O presidente-executivo da LATAM Airlines, Roberto Alvo, afirmou que o setor aéreo pode ser forçado a reduzir ainda mais a capacidade caso os elevados preços dos combustíveis se mantenham até 2027. O alerta foi feito durante a reunião anual da Associação Internacional de Transporte Aéreo (IATA), realizada no Rio de Janeiro, em entrevista à Reuters.
“Se isso se estender por mais tempo, acho que o setor terá que ajustar ainda mais a capacidade”, declarou Alvo. “No final das contas, essa é a única maneira de tentar equilibrar a equação no setor.”
Impactos diferenciados entre companhias aéreas
Segundo Alvo, as companhias aéreas com balanços patrimoniais sólidos e maior número de viajantes premium estão em melhor posição para absorver o choque do combustível.
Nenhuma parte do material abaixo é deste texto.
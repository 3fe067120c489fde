use thiserror::Error;

pub type Result<T> = std::result::Result<T, MatrixError>;

#[derive(Error, Debug)]
pub enum MatrixError {
    #[error("Catalog error: {0}")]
    CatalogError(#[from] heatmap_catalog::CatalogError),

    #[error("IO error: {0}")]
    IoError(#[from] std::io::Error),

    #[error("JSON error: {0}")]
    JsonError(#[from] serde_json::Error),

    #[error("Config parse error: {0}")]
    TomlError(#[from] toml::de::Error),

    #[error("Invalid configuration: {0}")]
    InvalidConfig(String),

    #[error("Invalid backing values: {0}")]
    InvalidBacking(String),
}

impl MatrixError {
    pub fn invalid_config(msg: impl Into<String>) -> Self {
        Self::InvalidConfig(msg.into())
    }

    pub fn invalid_backing(msg: impl Into<String>) -> Self {
        Self::InvalidBacking(msg.into())
    }
}
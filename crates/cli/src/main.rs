use anyhow::{Context as AnyhowContext, Result};
use clap::{Args, Parser, Subcommand};
use engine::Engine;
use flags::{ChartKindFlag, SchemaKind, TopicAxisFlag};
use heatmap_catalog::{extract_bracket_values, ChartSynthesizer, NormalizedKey, RandomSeries};
use heatmap_matrix::{
    checklist_payload, column_options, toggle_selection, MatrixError, MatrixFilters, ValueRange,
};
use heatmap_protocol::{
    schema_json, serialize_json, serialize_json_pretty, CellDetailPayload, ChartPayload,
    ChecklistPayload, ErrorEnvelope, LabelPayload, MatrixPayload,
};
use serde::Serialize;
use std::path::PathBuf;

mod engine;
mod flags;

#[derive(Parser)]
#[command(name = "heatmap")]
#[command(about = "Measurement heat-map matrix and drill-down resolution", long_about = None)]
#[command(version)]
struct Cli {
    #[command(subcommand)]
    command: Commands,

    /// Enable verbose logging
    #[arg(short, long, global = true)]
    verbose: bool,

    /// Quiet mode: log only warnings/errors (stdout is reserved for JSON)
    #[arg(long, global = true)]
    quiet: bool,

    /// TOML configuration file
    #[arg(long, global = true)]
    config: Option<PathBuf>,

    /// Seed for the mock chart series (overrides chart.seed)
    #[arg(long, global = true)]
    seed: Option<u64>,

    /// Pretty-print JSON output
    #[arg(long, global = true)]
    pretty: bool,
}

#[derive(Subcommand)]
enum Commands {
    /// Assemble the heat-map matrix
    Matrix(MatrixArgs),

    /// Resolve a clicked cell from its rendered axis labels
    Resolve(ResolveArgs),

    /// Synthesize one detail chart
    Chart(ChartArgs),

    /// Encode or decode axis labels
    #[command(subcommand)]
    Label(LabelCommand),

    /// Column filter options and select-all toggle state
    Columns(ColumnsArgs),

    /// Catalog index statistics
    Stats(CatalogArgs),

    /// Print the JSON schema of an output payload
    Schema(SchemaArgs),
}

#[derive(Args)]
struct CatalogArgs {
    /// Measurement catalog (JSON array of records)
    #[arg(long)]
    catalog: PathBuf,
}

#[derive(Args)]
struct MatrixArgs {
    #[command(flatten)]
    catalog: CatalogArgs,

    /// Per-cell backing values (JSON array of topic rows)
    #[arg(long)]
    backing: PathBuf,

    /// Keep only these columns (repeat or comma-separate)
    #[arg(long, value_delimiter = ',')]
    columns: Vec<String>,

    /// Lower bound of the value filter (default: config value_range)
    #[arg(long, allow_hyphen_values = true)]
    min: Option<f64>,

    /// Upper bound of the value filter (default: config value_range)
    #[arg(long, allow_hyphen_values = true)]
    max: Option<f64>,

    /// Override which axis the backing topic field names
    #[arg(long, value_enum)]
    topic_axis: Option<TopicAxisFlag>,
}

#[derive(Args)]
struct ResolveArgs {
    #[command(flatten)]
    catalog: CatalogArgs,

    /// Column label as rendered (x)
    #[arg(long)]
    x: String,

    /// Row label as rendered (y)
    #[arg(long)]
    y: String,
}

#[derive(Args)]
struct ChartArgs {
    /// Chart kind
    #[arg(long, value_enum, default_value = "bar")]
    kind: ChartKindFlag,

    /// Free text whose first bracketed list becomes the categories
    #[arg(long)]
    text: Option<String>,
}

#[derive(Subcommand)]
enum LabelCommand {
    /// Canonical key to decorated label
    Encode { key: String },
    /// Rendered markup back to the canonical key
    Decode { markup: String },
}

#[derive(Args)]
struct ColumnsArgs {
    #[command(flatten)]
    catalog: CatalogArgs,

    /// Click count of the select-all toggle
    #[arg(long, default_value_t = 0)]
    clicks: u32,
}

#[derive(Args)]
struct SchemaArgs {
    #[arg(value_enum)]
    kind: SchemaKind,
}

fn main() {
    let cli = Cli::parse();

    let mut builder =
        env_logger::Builder::from_env(env_logger::Env::default().default_filter_or("info"));
    if cli.quiet {
        builder.filter_level(log::LevelFilter::Warn);
    } else if cli.verbose {
        builder.filter_level(log::LevelFilter::Debug);
    }
    builder.target(env_logger::Target::Stderr).init();

    if let Err(err) = run(cli) {
        let envelope = classify_error(&err);
        match serialize_json(&envelope) {
            Ok(json) => eprintln!("{json}"),
            Err(_) => eprintln!("Error: {err:#}"),
        }
        std::process::exit(1);
    }
}

fn run(cli: Cli) -> Result<()> {
    let config = engine::load_config(cli.config.as_deref(), cli.seed)?;
    let pretty = cli.pretty;

    match cli.command {
        Commands::Matrix(args) => {
            let mut config = config;
            if let Some(axis) = args.topic_axis {
                config.backing.topic_axis = axis.as_domain();
            }
            let payload = run_matrix(&args, config)?;
            emit(&payload, pretty)
        }
        Commands::Resolve(args) => {
            let engine = Engine::load(&args.catalog.catalog, config)?;
            let payload: CellDetailPayload = heatmap_matrix::CellResolver::new(
                &engine.index,
                engine.codec(),
            )
            .resolve_markup(&args.x, &args.y)
            .to_payload();
            if !payload.found {
                log::info!("no data for ({}, {})", args.x, args.y);
            }
            emit(&payload, pretty)
        }
        Commands::Chart(args) => emit(&run_chart(&args, &config)?, pretty),
        Commands::Label(command) => emit(&run_label(command, &config)?, pretty),
        Commands::Columns(args) => {
            let engine = Engine::load(&args.catalog.catalog, config)?;
            let options = column_options(&engine.assembler, &engine.index);
            let selected = toggle_selection(&options, args.clicks);
            let payload: ChecklistPayload = checklist_payload(&options, &selected);
            emit(&payload, pretty)
        }
        Commands::Stats(args) => {
            let engine = Engine::load(&args.catalog, config)?;
            emit(engine.index.stats(), pretty)
        }
        Commands::Schema(args) => {
            let schema = match args.kind {
                SchemaKind::Matrix => schema_json::<MatrixPayload>(),
                SchemaKind::Cell => schema_json::<CellDetailPayload>(),
                SchemaKind::Chart => schema_json::<ChartPayload>(),
                SchemaKind::Checklist => schema_json::<ChecklistPayload>(),
                SchemaKind::Label => schema_json::<LabelPayload>(),
                SchemaKind::Error => schema_json::<ErrorEnvelope>(),
            }?;
            println!("{schema}");
            Ok(())
        }
    }
}

fn run_matrix(args: &MatrixArgs, config: heatmap_matrix::MatrixConfig) -> Result<MatrixPayload> {
    let engine = Engine::load(&args.catalog.catalog, config)?;
    let backing = engine.load_backing(&args.backing)?;

    let (default_min, default_max) = engine.config.value_range;
    let range = ValueRange::new(
        args.min.unwrap_or(default_min),
        args.max.unwrap_or(default_max),
    );
    let filters = MatrixFilters::all(range).with_columns(&args.columns);

    let view = engine.assembler.assemble(&engine.index, &backing, &filters);
    Ok(view.to_payload(engine.codec(), &engine.config.bands))
}

fn run_chart(args: &ChartArgs, config: &heatmap_matrix::MatrixConfig) -> Result<ChartPayload> {
    let synthesizer =
        ChartSynthesizer::try_new(config.chart.clone()).context("Invalid chart config")?;
    let extracted = args.text.as_deref().and_then(extract_bracket_values);
    let mut series = RandomSeries::new(&config.chart);
    let chart = synthesizer.synthesize(args.kind.as_domain(), extracted.as_deref(), &mut series);
    Ok(ChartPayload {
        kind: chart.kind().as_str().to_string(),
        categories: chart.categories().to_vec(),
        series: chart.series().to_vec(),
    })
}

fn run_label(command: LabelCommand, config: &heatmap_matrix::MatrixConfig) -> Result<LabelPayload> {
    let codec = heatmap_matrix::LabelCodec::new(&config.labels).context("Invalid label config")?;
    let key = match command {
        LabelCommand::Encode { key } => NormalizedKey::new(&key),
        LabelCommand::Decode { markup } => codec.decode_markup(&markup),
    };
    let label = codec.encode(&key);
    Ok(LabelPayload {
        key: key.into_string(),
        markup: codec.render_display(&label),
        plain: codec.render_plain(&label),
    })
}

fn emit<T: Serialize>(value: &T, pretty: bool) -> Result<()> {
    let output = if pretty {
        serialize_json_pretty(value)?
    } else {
        serialize_json(value)?
    };
    println!("{output}");
    Ok(())
}

fn classify_error(err: &anyhow::Error) -> ErrorEnvelope {
    let message = format!("{err:#}");
    for cause in err.chain() {
        if let Some(io) = cause.downcast_ref::<std::io::Error>() {
            if io.kind() == std::io::ErrorKind::NotFound {
                return ErrorEnvelope::new("not_found", message).with_hint("check the file path");
            }
        }
        if let Some(matrix) = cause.downcast_ref::<MatrixError>() {
            let code = match matrix {
                MatrixError::InvalidConfig(_) | MatrixError::TomlError(_) => "invalid_config",
                MatrixError::InvalidBacking(_) => "invalid_backing",
                _ => continue,
            };
            return ErrorEnvelope::new(code, message);
        }
        if cause.downcast_ref::<serde_json::Error>().is_some() {
            return ErrorEnvelope::new("invalid_json", message);
        }
        if let Some(heatmap_catalog::CatalogError::InvalidCatalog(_)) =
            cause.downcast_ref::<heatmap_catalog::CatalogError>()
        {
            return ErrorEnvelope::new("invalid_catalog", message)
                .with_hint("the catalog must be a JSON array of records");
        }
    }
    ErrorEnvelope::new("internal", message)
}
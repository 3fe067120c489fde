use crate::normalize::{clean_text, NormalizedKey};
use serde::{Deserialize, Serialize};
use serde_json::{Map, Value};

/// Field names of the source catalog. These are the wire contract with the catalog file.
pub mod fields {
    pub const DOMAIN: &str = "תחום";
    pub const CHARACTERISTIC: &str = "מאפיין";
    pub const BEHAVIOR_ATTITUDE_KNOWLEDGE: &str = "התנהגות / עמדות / ידע";
    pub const CHART_KIND: &str = "סוג גרף";
    pub const MEASUREMENT_METHOD: &str = "אופן חישוב המדד";
    pub const SURVEY_ITEM: &str = "סעיף / היגד על";
    pub const RAW_ITEM_TEXT: &str = "פריט/היגד מקורי";
    pub const ANSWER_OPTIONS: &str = "אפשרויות תשובה";
    pub const SOURCE: &str = "מקור";
    pub const LINK: &str = "קישור";
    pub const NOTES: &str = "הערות";
}

/// Substituted for a missing domain or dimension and for empty display metadata.
pub const NOT_AVAILABLE: &str = "N/A";

/// One catalog record as read from the source file.
pub type RawRecord = Map<String, Value>;

/// Chart type declared by a catalog record.
#[derive(Debug, Clone, Copy, PartialEq, Eq, Hash, Serialize, Deserialize, Default)]
#[serde(rename_all = "lowercase")]
pub enum ChartKind {
    Bar,
    Line,
    Scatter,
    Pie,
    #[default]
    Unknown,
}

impl ChartKind {
    /// Parse a free-text chart tag; anything unrecognised is `Unknown`.
    pub fn parse(raw: &str) -> Self {
        match clean_text(raw).to_lowercase().as_str() {
            "bar" => ChartKind::Bar,
            "line" => ChartKind::Line,
            "scatter" => ChartKind::Scatter,
            "pie" => ChartKind::Pie,
            _ => ChartKind::Unknown,
        }
    }

    pub fn as_str(self) -> &'static str {
        match self {
            ChartKind::Bar => "bar",
            ChartKind::Line => "line",
            ChartKind::Scatter => "scatter",
            ChartKind::Pie => "pie",
            ChartKind::Unknown => "unknown",
        }
    }
}

/// A catalog record with every text field cleaned. Missing fields are empty strings.
#[derive(Debug, Clone, PartialEq, Eq, Serialize, Deserialize)]
pub struct MeasurementRecord {
    pub domain: String,
    /// Characteristic and behavior/attitude/knowledge joined by a single space.
    pub dimension: String,
    pub chart_kind: ChartKind,
    pub measurement_method: String,
    pub survey_item: String,
    pub raw_item_text: String,
    pub answer_options_text: String,
    pub source: String,
    pub link: String,
    pub notes: String,
}

impl MeasurementRecord {
    /// Normalize one raw record. Never fails: absent fields become empty strings and a
    /// record without domain or dimension text is filed under [`NOT_AVAILABLE`].
    pub fn from_raw(raw: &RawRecord) -> Self {
        let text = |name: &str| field_text(raw, name);

        let mut domain = text(fields::DOMAIN);
        if domain.is_empty() {
            log::warn!("catalog record without '{}', using '{NOT_AVAILABLE}'", fields::DOMAIN);
            domain = NOT_AVAILABLE.to_string();
        }

        let mut dimension = clean_text(&format!(
            "{} {}",
            text(fields::CHARACTERISTIC),
            text(fields::BEHAVIOR_ATTITUDE_KNOWLEDGE)
        ));
        if dimension.is_empty() {
            log::warn!("catalog record for '{domain}' has no dimension, using '{NOT_AVAILABLE}'");
            dimension = NOT_AVAILABLE.to_string();
        }

        Self {
            domain,
            dimension,
            chart_kind: ChartKind::parse(&text(fields::CHART_KIND)),
            measurement_method: text(fields::MEASUREMENT_METHOD),
            survey_item: text(fields::SURVEY_ITEM),
            raw_item_text: text(fields::RAW_ITEM_TEXT),
            answer_options_text: text(fields::ANSWER_OPTIONS),
            source: text(fields::SOURCE),
            link: text(fields::LINK),
            notes: text(fields::NOTES),
        }
    }

    pub fn domain_key(&self) -> NormalizedKey {
        NormalizedKey::new(&self.domain)
    }

    pub fn dimension_key(&self) -> NormalizedKey {
        NormalizedKey::new(&self.dimension)
    }

    /// Candidate texts for category extraction, most specific first.
    pub fn category_sources(&self) -> [&str; 3] {
        [
            self.answer_options_text.as_str(),
            self.raw_item_text.as_str(),
            self.survey_item.as_str(),
        ]
    }

    pub fn metadata(&self) -> Metadata {
        Metadata {
            measurement_method: or_not_available(&self.measurement_method),
            survey_item: or_not_available(&self.survey_item),
            original_item: self.raw_item_text.clone(),
            source: or_not_available(&self.source),
            link: self.link.clone(),
            notes: self.notes.clone(),
        }
    }
}

/// Display-only metadata of a catalog entry.
#[derive(Debug, Clone, PartialEq, Eq, Serialize, Deserialize)]
pub struct Metadata {
    pub measurement_method: String,
    pub survey_item: String,
    pub original_item: String,
    pub source: String,
    pub link: String,
    pub notes: String,
}

fn or_not_available(value: &str) -> String {
    if value.is_empty() {
        NOT_AVAILABLE.to_string()
    } else {
        value.to_string()
    }
}

/// Text of one field; numbers and booleans keep their literal form.
fn field_text(raw: &RawRecord, name: &str) -> String {
    match raw.get(name) {
        None | Some(Value::Null) => String::new(),
        Some(Value::String(s)) => clean_text(s),
        Some(other) => clean_text(&other.to_string()),
    }
}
Por outro lado, transportadoras com finanças mais frágeis ou grande exposição a clientes sensíveis a preços, como as de custo ultrabaixo, enfrentarão desafios maiores.
Custos de financiamento e hedge
O executivo destacou que o aumento dos custos de empréstimos já se reflete nos preços dos títulos negociados publicamente, à medida que investidores reagem ao choque do combustível. Caso o impacto da guerra perdure, “a situação não vai melhorar”, afirmou.
Alvo explicou que os hedges de combustível da LATAM não estão protegendo totalmente a companhia, pois os preços atuais superam a faixa coberta pelos contratos. “O hedge pode ajudar a suavizar as margens ao longo do tempo, mas não pode proteger totalmente uma companhia aérea de um aumento repentino do preço do combustível”, acrescentou.
Problemas na cadeia de suprimentos
Alvo também alertou que os problemas na cadeia de suprimentos de aeronaves e motores devem persistir por mais dois ou três anos, forçando as companhias aéreas a manter aviões mais antigos em serviço. “Os fabricantes de estruturas de aeronaves e de motores não conseguiram cumprir seus compromissos”, disse.
Ele ainda criticou o poder de precificação dos fabricantes de motores devido à escassez, mesmo quando as companhias aéreas absorvem os custos dos atrasos. “Temos que absorver o problema de não termos os motores das aeronaves que compramos e que nossos fornecedores prometeram”, concluiu.